** GIVEN RECORDS **
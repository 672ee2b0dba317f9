//! Native panel colors
//!
//! The frame buffer holds 4 bits per pixel, two pixels per byte, left pixel in
//! the high nibble. Each nibble is one of the panel's palette indices below.

/// Palette index understood by the panel
#[derive(Clone, Copy, Debug, Default, PartialEq, Eq, Hash)]
#[repr(u8)]
pub enum Color {
    /// Black ink
    Black = 0x0,
    /// White ink
    #[default]
    White = 0x1,
    /// Green ink
    Green = 0x2,
    /// Blue ink
    Blue = 0x3,
    /// Red ink
    Red = 0x4,
    /// Yellow ink
    Yellow = 0x5,
    /// Orange ink
    Orange = 0x6,
    /// Leaves the particles unpowered ("clean" waveform)
    Clean = 0x7,
}

impl Color {
    /// Palette index as sent on the wire
    pub const fn nibble(self) -> u8 {
        self as u8
    }

    /// Pack two horizontally adjacent pixels into one frame buffer byte
    pub const fn pack(left: Color, right: Color) -> u8 {
        (left.nibble() << 4) | right.nibble()
    }

    /// Byte with both pixels set to `self`
    pub const fn byte(self) -> u8 {
        Self::pack(self, self)
    }

    /// Palette entry for a nibble; only the low 3 bits are significant
    pub const fn from_nibble(value: u8) -> Color {
        match value & 0x07 {
            0x0 => Color::Black,
            0x1 => Color::White,
            0x2 => Color::Green,
            0x3 => Color::Blue,
            0x4 => Color::Red,
            0x5 => Color::Yellow,
            0x6 => Color::Orange,
            _ => Color::Clean,
        }
    }
}

#[cfg(feature = "graphics")]
mod graphics {
    use super::Color;
    use embedded_graphics_core::pixelcolor::PixelColor;
    use embedded_graphics_core::pixelcolor::raw::{RawData, RawU4};

    impl PixelColor for Color {
        type Raw = RawU4;
    }

    impl From<RawU4> for Color {
        fn from(raw: RawU4) -> Self {
            Color::from_nibble(raw.into_inner())
        }
    }

    impl From<Color> for RawU4 {
        fn from(color: Color) -> Self {
            RawU4::new(color.nibble())
        }
    }
}

#[cfg(test)]
mod tests {
    use super::*;

    #[test]
    fn left_pixel_in_high_nibble() {
        assert_eq!(Color::pack(Color::Red, Color::Blue), 0x43);
        assert_eq!(Color::pack(Color::Black, Color::White), 0x01);
    }

    #[test]
    fn solid_bytes() {
        assert_eq!(Color::White.byte(), 0x11);
        assert_eq!(Color::Orange.byte(), 0x66);
        assert_eq!(Color::Black.byte(), 0x00);
    }

    #[test]
    fn from_nibble_ignores_high_bit() {
        for value in 0..8u8 {
            assert_eq!(Color::from_nibble(value).nibble(), value);
        }
        assert_eq!(Color::from_nibble(0x0F), Color::Clean);
        assert_eq!(Color::from_nibble(0x09), Color::White);
    }
}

** TASK DESCRIPTION **
Each line of the data should be given back exactly.

** REPLY **
repository 672ee2b0dba317f9
//! Native panel colors
//!
//! The frame buffer holds 4 bits per pixel, two pixels per byte, left pixel in
//! the high nibble. Each nibble is one of the panel's palette indices below.

/// Palette index understood by the panel
#[derive(Clone, Copy, Debug, Default, PartialEq, Eq, Hash)]
#[repr(u8)]
pub enum Color {
    /// Black ink
    Black = 0x0,
    /// White ink
    #[default]
    White = 0x1,
    /// Green ink
    Green = 0x2,
    /// Blue ink
    Blue = 0x3,
    /// Red ink
    Red = 0x4,
    /// Yellow ink
    Yellow = 0x5,
    /// Orange ink
    Orange = 0x6,
    /// Leaves the particles unpowered ("clean" waveform)
    Clean = 0x7,
}

impl Color {
    /// Palette index as sent on the wire
    pub const fn nibble(self) -> u8 {
        self as u8
    }

    /// Pack two horizontally adjacent pixels into one frame buffer byte
    pub const fn pack(left: Color, right: Color) -> u8 {
        (left.nibble() << 4) | right.nibble()
    }

    /// Byte with both pixels set to `self`
    pub const fn byte(self) -> u8 {
        Self::pack(self, self)
    }

    /// Palette entry for a nibble; only the low 3 bits are significant
    pub const fn from_nibble(value: u8) -> Color {
        match value & 0x07 {
            0x0 => Color::Black,
            0x1 => Color::White,
            0x2 => Color::Green,
            0x3 => Color::Blue,
            0x4 => Color::Red,
            0x5 => Color::Yellow,
            0x6 => Color::Orange,
            _ => Color::Clean,
        }
    }
}

#[cfg(feature = "graphics")]
mod graphics {
    use super::Color;
    use embedded_graphics_core::pixelcolor::PixelColor;
    use embedded_graphics_core::pixelcolor::raw::{RawData, RawU4};

    impl PixelColor for Color {
        type Raw = RawU4;
    }

    impl From<RawU4> for Color {
        fn from(raw: RawU4) -> Self {
            Color::from_nibble(raw.into_inner())
        }
    }

    impl From<Color> for RawU4 {
        fn from(color: Color) -> Self {
            RawU4::new(color.nibble())
        }
    }
}

#[cfg(test)]
mod tests {
    use super::*;

    #[test]
    fn left_pixel_in_high_nibble() {
        assert_eq!(Color::pack(Color::Red, Color::Blue), 0x43);
        assert_eq!(Color::pack(Color::Black, Color::White), 0x01);
    }

    #[test]
    fn solid_bytes() {
        assert_eq!(Color::White.byte(), 0x11);
        assert_eq!(Color::Orange.byte(), 0x66);
        assert_eq!(Color::Black.byte(), 0x00);
    }

    #[test]
    fn from_nibble_ignores_high_bit() {
        for value in 0..8u8 {
            assert_eq!(Color::from_nibble(value).nibble(), value);
        }
        assert_eq!(Color::from_nibble(0x0F), Color::Clean);
        assert_eq!(Color::from_nibble(0x09), Color::White);
    }
}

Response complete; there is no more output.